The Newark Basin Coring Project (NBCP) has recovered over 6730 m of continuous core from 7 coring sites. Cores spanning the 4800 m of Lockatong and Passaic formations are characterized by cyclic lacustrine mudstone and shale, which reflect rise and fall of lake level in response to climatic fluctuations at intervals of 20,000 years and larger patterns of 100,000- and 400,000-year intervals. Sedimentary structures in the mudstones include:

1. Organic-rich laminites with thin, flat, continuous lamination; thick lamination with diffuse or irregular boundaries; silty or sandy laminae; or crystal-rich lamination.

2. Mudcracked, thin-bedded mudstone with lenticular sandstone layers; graded sandstone layers; mudstone layers with sharp contacts; muddy siltstone curls; or crystal-rich layers.

3. Massive mudstones with angular breccia fabric; vesicular fabric; rounded breccia fabric; root-disrupted fabric; or crystal-rich fabrics.
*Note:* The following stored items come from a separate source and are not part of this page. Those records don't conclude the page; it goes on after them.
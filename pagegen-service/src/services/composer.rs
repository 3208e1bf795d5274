//! Prompt composition.
//!
//! A composed prompt is the HTML-only preamble, the current system prompt, the
//! user-request separator, and the profile's page template for the topic.

use std::fmt;

/// Instructions prepended to every prompt so the model answers with a bare
/// HTML document.
pub const HTML_ONLY_PREAMBLE: &str = "Generate ONLY complete, functional HTML code. Do not include any explanations, comments, or text before/after the HTML. Start directly with <!DOCTYPE html> and end with </html>. No markdown formatting.\n\n";

/// Marks where the system prompt ends and the page request begins.
pub const USER_REQUEST_SEPARATOR: &str = "\n\n---USER REQUEST---\n";

const STANDARD_SYSTEM_PROMPT: &str = "You are a professional web developer. Your task is to generate complete, \
modern, and well-structured HTML for a web page based on the user's request. \
You must include the full HTML structure, including <!DOCTYPE html>, <html>, \
<head>, and <body> tags. Use Tailwind CSS for styling by including the \
official Tailwind CDN link in the <head> section. Always include clickable \
buttons and navigation links to other pages. Make sure all buttons are functional \
and lead to relevant pages.";

const SHOWCASE_SYSTEM_PROMPT: &str = "You are an elite UI/UX architect and full-stack developer specializing in cutting-edge web experiences. \
Create stunning, modern HTML pages that push the boundaries of web design. Your output must be:\
\n\nVISUAL EXCELLENCE:\
- Use advanced Tailwind CSS with custom animations, gradients, and glassmorphism effects\
- Implement dark/light mode toggle with smooth transitions\
- Add subtle parallax scrolling, hover animations, and micro-interactions\
- Use modern typography with variable fonts and perfect spacing\
- Include beautiful hero sections with animated backgrounds\
\n\nINTERACTIVE COMPONENTS:\
- Create responsive navigation with mobile hamburger menu\
- Add interactive cards, modals, and dropdown menus\
- Implement smooth scroll behavior and section transitions\
- Include loading animations and skeleton screens\
- Add interactive forms with real-time validation styling\
\n\nMODERN FEATURES:\
- Use CSS Grid and Flexbox for perfect layouts\
- Implement progressive disclosure and accordion components\
- Add search functionality with live filtering\
- Include social media integration and sharing buttons\
- Create interactive dashboards with charts and metrics\
\n\nRESPONSIVE DESIGN:\
- Mobile-first approach with perfect tablet and desktop scaling\
- Touch-friendly interactions and gesture support\
- Optimized performance with lazy loading\
\n\nAlways include complete HTML structure with <!DOCTYPE html>, proper meta tags, \
Tailwind CSS CDN, and ensure all interactive elements are functional. \
Make every page feel like a premium, modern web application.";

/// Wording of the system prompt default and the page template.
#[derive(Debug, Clone, Copy, PartialEq, Eq)]
pub enum PromptProfile {
    /// Clean, modern page with a fixed navigation bar.
    Standard,
    /// Feature-heavy showcase page.
    Showcase,
}

impl PromptProfile {
    pub fn default_system_prompt(&self) -> &'static str {
        match self {
            PromptProfile::Standard => STANDARD_SYSTEM_PROMPT,
            PromptProfile::Showcase => SHOWCASE_SYSTEM_PROMPT,
        }
    }

    /// The user-request part of the prompt for one page.
    pub fn page_request(&self, topic: &str) -> String {
        match self {
            PromptProfile::Standard => format!(
                "Generate the HTML for a page about '{topic}'. The page should have a clean and modern design.\n\
                 Make the content interesting and relevant to the topic. If it's a product, include a price and a buy button.\n\
                 If it's a blog post, make it informative.\n\
                 \n\
                 IMPORTANT: Include the following navigation elements:\n\
                 - A navigation bar with links to: /about, /products, /blog, /contact\n\
                 - A \"Change System Prompt\" button that links to /change-prompt\n\
                 - At least 3 clickable buttons that lead to different pages (be creative with the links)\n\
                 - Make sure all buttons and links are properly styled with Tailwind CSS\n\
                 - Include hover effects on all interactive elements\n\
                 \n\
                 The page should feel like a real website with functional navigation."
            ),
            PromptProfile::Showcase => format!(
                "CREATE AN EXCEPTIONAL '{upper}' PAGE:\n\
                 \n\
                 CONTENT REQUIREMENTS:\n\
                 - Generate rich, engaging content relevant to '{topic}'\n\
                 - Include interactive elements: counters, progress bars, live data displays\n\
                 - Add testimonials, reviews, or user-generated content sections\n\
                 - Implement search/filter functionality where applicable\n\
                 - Include call-to-action sections with conversion-optimized design\n\
                 \n\
                 MANDATORY UI COMPONENTS:\n\
                 - Stunning hero section with animated gradient background\n\
                 - Responsive navigation bar with smooth mobile hamburger menu\n\
                 - \"Change System Prompt\" button (styled as premium feature) linking to /change-prompt\n\
                 - Minimum 5 interactive buttons/cards leading to: /dashboard, /analytics, /settings, /profile, /explore\n\
                 - Floating action button (FAB) for quick actions\n\
                 - Breadcrumb navigation for better UX\n\
                 - Footer with social links and newsletter signup\n\
                 \n\
                 ADVANCED FEATURES TO IMPLEMENT:\n\
                 - Dark/light mode toggle with system preference detection\n\
                 - Loading skeletons and smooth page transitions\n\
                 - Interactive charts or data visualizations (using CSS/SVG)\n\
                 - Modal dialogs and toast notifications\n\
                 - Infinite scroll or pagination components\n\
                 - Real-time search with autocomplete suggestions\n\
                 - Drag-and-drop interfaces where relevant\n\
                 - Progressive web app features (offline indicators)\n\
                 \n\
                 VISUAL EXCELLENCE:\n\
                 - Glassmorphism cards with backdrop blur effects\n\
                 - Animated icons and micro-interactions\n\
                 - Custom CSS animations for scroll-triggered reveals\n\
                 - Beautiful color schemes with proper contrast ratios\n\
                 - Typography hierarchy with perfect spacing\n\
                 - Subtle shadows and depth for modern layering\n\
                 \n\
                 Make this the most impressive, modern experience possible!",
                upper = topic.to_uppercase(),
            ),
        }
    }

    /// Full outbound prompt. Deterministic in its inputs.
    pub fn compose(&self, system_prompt: &str, topic: &str) -> String {
        let page_request = self.page_request(topic);
        let mut prompt = String::with_capacity(
            HTML_ONLY_PREAMBLE.len()
                + system_prompt.len()
                + USER_REQUEST_SEPARATOR.len()
                + page_request.len(),
        );
        prompt.push_str(HTML_ONLY_PREAMBLE);
        prompt.push_str(system_prompt);
        prompt.push_str(USER_REQUEST_SEPARATOR);
        prompt.push_str(&page_request);
        prompt
    }
}

impl fmt::Display for PromptProfile {
    fn fmt(&self, f: &mut fmt::Formatter<'_>) -> fmt::Result {
        match self {
            PromptProfile::Standard => write!(f, "standard"),
            PromptProfile::Showcase => write!(f, "showcase"),
        }
    }
}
These structures define five types of cycles:

1. Cycles dominated by thick, organic-rich laminites deposited in deep lakes and rounded breccias, reflecting deflated, salt-encrusted mudflats.

2. Cycles similar to the previous, but with more thin-bedded mudstone and massive mudstone with upward-fining crystal sequences reflecting saline mudflats.

3. Cycles with mudcracked thin beds grading to brecciated mudstone, then vesicular fabric reflecting shallow lakes drying up to dry playa mudflats.

4. Cycles similar to the previous, but with more organic-rich laminites or thin beds and root-disrupted mudstone at top, indicating wetter conditions and vegetation growth before lake transgressions.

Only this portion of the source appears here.